Internal links help visitors navigate and tell Google which pages on your site matter most. Pages that are hard to reach from the homepage tend to rank lower, not because the content is bad but because Google has fewer signals pointing toward them.
One of the most straightforward ways to optimize your conversion rate is to improve your user experience. If your most important pages are buried behind multiple menus or subcategories, that’s worth fixing.
Also: Check whether your blog posts link to relevant product or category pages. A post about how to choose a hiking boot should link to your hiking boot category page.
Step 11: Evaluate Your Blog Content (Honestly)
If you don’t have a company blog, start one. Publishing useful content about your product category gives Google more evidence that your site is a credible source that people should see.
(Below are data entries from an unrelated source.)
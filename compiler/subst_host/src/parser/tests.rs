#![allow(clippy::unwrap_used, clippy::expect_used)]

use super::*;
use crate::ast::{BinaryOp, DeclKind, ExprKind, FunctionBody, LogicalOp, Stmt, UnaryOp};
use pretty_assertions::assert_eq;
use subst_ir::Pattern;

fn expr(source: &str) -> Expr {
    parse_expression(source).unwrap()
}

/// Compact s-expression rendering so precedence tests stay readable.
fn sexp(expr: &Expr) -> String {
    match &expr.kind {
        ExprKind::Null => "null".to_owned(),
        ExprKind::Bool(b) => b.to_string(),
        ExprKind::Number(n) => n.to_string(),
        ExprKind::String(s) => format!("{s:?}"),
        ExprKind::Regex(pattern) => pattern.source_text(),
        ExprKind::Identifier(name) => name.clone(),
        ExprKind::Array(items) => {
            let items: Vec<_> = items.iter().map(sexp).collect();
            format!("[{}]", items.join(" "))
        }
        ExprKind::Object(properties) => {
            let properties: Vec<_> = properties
                .iter()
                .map(|p| format!("{}:{}", p.key, sexp(&p.value)))
                .collect();
            format!("{{{}}}", properties.join(" "))
        }
        ExprKind::Function(_) => "fn".to_owned(),
        ExprKind::Arrow(_) => "arrow".to_owned(),
        ExprKind::Paren(inner) => format!("({})", sexp(inner)),
        ExprKind::Unary { op, operand } => format!("({op:?} {})", sexp(operand)),
        ExprKind::Binary { op, left, right } => {
            format!("({op:?} {} {})", sexp(left), sexp(right))
        }
        ExprKind::Logical { op, left, right } => {
            format!("({op:?} {} {})", sexp(left), sexp(right))
        }
        ExprKind::Conditional {
            test,
            consequent,
            alternate,
        } => format!("(? {} {} {})", sexp(test), sexp(consequent), sexp(alternate)),
        ExprKind::Assign { op, target, value } => {
            format!("({op:?}= {} {})", sexp(target), sexp(value))
        }
        ExprKind::Member {
            object, property, ..
        } => format!("{}.{property}", sexp(object)),
        ExprKind::Index { object, index } => format!("{}[{}]", sexp(object), sexp(index)),
        ExprKind::Call { callee, arguments } => {
            let arguments: Vec<_> = arguments.iter().map(sexp).collect();
            format!("{}({})", sexp(callee), arguments.join(" "))
        }
    }
}

// Expressions

#[test]
fn test_precedence() {
    assert_eq!(sexp(&expr("a + b * c")), "(Add a (Mul b c))");
    assert_eq!(sexp(&expr("a - b - c")), "(Sub (Sub a b) c)");
    assert_eq!(
        sexp(&expr("a || b && c == d")),
        "(Or a (And b (Eq c d)))"
    );
    assert_eq!(sexp(&expr("!a < -b")), "(Lt (Not a) (Minus b))");
    assert_eq!(sexp(&expr("a ? b : c ? d : e")), "(? a b (? c d e))");
    assert_eq!(sexp(&expr("a = b = 1")), "(Assign= a (Assign= b 1))");
}

#[test]
fn test_typeof_binds_tighter_than_comparison() {
    assert_eq!(
        sexp(&expr("typeof process.env.X === \"string\"")),
        "(StrictEq (Typeof process.env.X) \"string\")"
    );
}

#[test]
fn test_postfix_chains() {
    assert_eq!(sexp(&expr("a.b[c](d, e).f")), "a.b[c](d e).f");
    assert_eq!(sexp(&expr("x.default.if")), "x.default.if");
}

#[test]
fn test_member_chain_helper() {
    let chain = expr("process.env.NODE_ENV");
    assert_eq!(
        chain.member_chain(),
        Some(("process", vec!["env", "NODE_ENV"]))
    );
    assert_eq!(expr("a[b].c").member_chain(), None);
    assert_eq!(expr("(a).b").member_chain(), None);
}

#[test]
fn test_unparenthesized_strips_every_paren() {
    let inner = expr("((a.b))");
    assert_eq!(
        inner.unparenthesized().member_chain(),
        Some(("a", vec!["b"]))
    );
    assert_eq!(inner.unparenthesized().span, Span::new(2, 5));
    let bare = expr("a.b");
    assert_eq!(bare.unparenthesized(), &bare);
}

#[test]
fn test_spans() {
    let parsed = expr("  foo.bar + 1");
    assert_eq!(parsed.span, Span::new(2, 13));
    let ExprKind::Binary { left, .. } = &parsed.kind else {
        panic!("expected binary, got {parsed:?}");
    };
    assert_eq!(left.span, Span::new(2, 9));
    let ExprKind::Member { property_span, .. } = &left.kind else {
        panic!("expected member");
    };
    assert_eq!(*property_span, Span::new(6, 9));
}

#[test]
fn test_literals() {
    assert_eq!(sexp(&expr("[1, 'two', null, true,]")), "[1 \"two\" null true]");
    assert_eq!(
        sexp(&expr("{a: 1, \"b c\": 2, 3: x, if: y}")),
        "{a:1 b c:2 3:x if:y}"
    );
}

#[test]
fn test_shorthand_property() {
    let parsed = expr("{ FOO, bar: 1 }");
    let ExprKind::Object(properties) = &parsed.kind else {
        panic!("expected object");
    };
    assert!(properties[0].shorthand);
    assert_eq!(properties[0].value.kind, ExprKind::Identifier("FOO".to_owned()));
    assert_eq!(properties[0].value.span, Span::new(2, 5));
    assert!(!properties[1].shorthand);
}

#[test]
fn test_regex_in_operand_position() {
    let parsed = expr("x = /a+b/g");
    let ExprKind::Assign { value, .. } = &parsed.kind else {
        panic!("expected assignment");
    };
    assert_eq!(value.kind, ExprKind::Regex(Pattern::new("a+b", "g")));

    // Division stays division
    assert_eq!(sexp(&expr("a / b / c")), "(Div (Div a b) c)");
    assert_eq!(sexp(&expr("/=/.test(s)")), "/=/.test(s)");
}

#[test]
fn test_arrow_functions() {
    let single = expr("x => x + 1");
    let ExprKind::Arrow(function) = &single.kind else {
        panic!("expected arrow");
    };
    assert_eq!(function.params.len(), 1);
    assert!(matches!(function.body, FunctionBody::Expr(_)));

    let multi = expr("(a, b) => { return a; }");
    let ExprKind::Arrow(function) = &multi.kind else {
        panic!("expected arrow");
    };
    assert_eq!(function.params.len(), 2);
    assert!(matches!(&function.body, FunctionBody::Block(body) if body.len() == 1));

    // Parenthesized expressions are not mistaken for parameter lists
    assert_eq!(sexp(&expr("(a) + b")), "(Add (a) b)");
    assert!(parse_expression("(a, b)").is_err());
}

#[test]
fn test_function_expression() {
    let parsed = expr("function named(a) { return a; }");
    let ExprKind::Function(function) = &parsed.kind else {
        panic!("expected function");
    };
    assert_eq!(function.name.as_deref(), Some("named"));
    assert_eq!(function.span, parsed.span);
}

#[test]
fn test_logical_ops() {
    let parsed = expr("a && b");
    assert!(matches!(
        parsed.kind,
        ExprKind::Logical {
            op: LogicalOp::And,
            ..
        }
    ));
    let parsed = expr("void 0");
    assert!(matches!(
        parsed.kind,
        ExprKind::Unary {
            op: UnaryOp::Void,
            ..
        }
    ));
    let parsed = expr("1 !== 2");
    assert!(matches!(
        parsed.kind,
        ExprKind::Binary {
            op: BinaryOp::StrictNotEq,
            ..
        }
    ));
}

// Statements

#[test]
fn test_program_statements() {
    let program = parse_program(
        "var a = 1, b; let c = a\nconst d = 2;\nfunction f(x) { if (x) { return; } else return x }\n;",
    )
    .unwrap();
    assert_eq!(program.body.len(), 5);
    assert!(matches!(
        &program.body[0],
        Stmt::VarDecl { kind: DeclKind::Var, declarators, .. } if declarators.len() == 2
    ));
    assert!(matches!(
        &program.body[1],
        Stmt::VarDecl {
            kind: DeclKind::Let,
            ..
        }
    ));
    let Stmt::Function(function) = &program.body[3] else {
        panic!("expected function declaration");
    };
    assert_eq!(function.name.as_deref(), Some("f"));
    assert!(matches!(program.body[4], Stmt::Empty(_)));
}

#[test]
fn test_block_statement_at_statement_start() {
    let program = parse_program("{ a; b }").unwrap();
    assert!(matches!(&program.body[0], Stmt::Block { body, .. } if body.len() == 2));
}

// Errors

#[test]
fn test_parse_errors() {
    assert_eq!(
        parse_expression("a +"),
        Err(ParseError::Expected {
            expected: "expression",
            found: "end of input".to_owned(),
            span: Span::new(3, 3),
        })
    );
    assert!(matches!(
        parse_expression("1 = 2"),
        Err(ParseError::InvalidAssignmentTarget { .. })
    ));
    assert!(matches!(
        parse_expression("a b"),
        Err(ParseError::Expected {
            expected: "end of input",
            ..
        })
    ));
    assert!(matches!(
        parse_program("function (x) {}"),
        Err(ParseError::Expected {
            expected: "identifier",
            ..
        })
    ));
    assert!(matches!(
        parse_program("{ a;"),
        Err(ParseError::Expected { .. })
    ));
}

#[test]
fn test_deep_nesting_does_not_overflow() {
    let depth = 5_000;
    let source = format!("{}1{}", "(".repeat(depth), ")".repeat(depth));
    assert!(parse_expression(&source).is_ok());

    let source = format!("{}x", "!".repeat(depth));
    assert!(parse_expression(&source).is_ok());
}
If you do have a blog, open your five most recent posts and read the first few paragraphs of each.
Two questions matter:
Would a potential customer find this useful?
A post that gives readers a clear answer to a real question keeps them on your site. One that doesn’t sends them back to Google, and that’s a signal Google notices.
Does it say something no other article says?
Google’s Information Gain rubric rewards content that adds something new (a data point from your own customers, a specific opinion on a common question, a process only your team knows). Posts that restate what’s already ranking tend to fall behind the ones that add to the conversation.
If your posts are thin, generic, or years out of date, flag them. They may be pulling your site down more than helping it.
Related: The ROI of Search Engine Optimization in the AI Era
Part Two: A More Comprehensive Ecommerce SEO Audit
The eleven steps above will tell you a lot about your website’s SEO.
A missing SSL certificate, a blocked robots.txt page, a category page that takes four seconds to load on a phone. These are real problems with real fixes, and even a non-technical founder can audit them in an afternoon.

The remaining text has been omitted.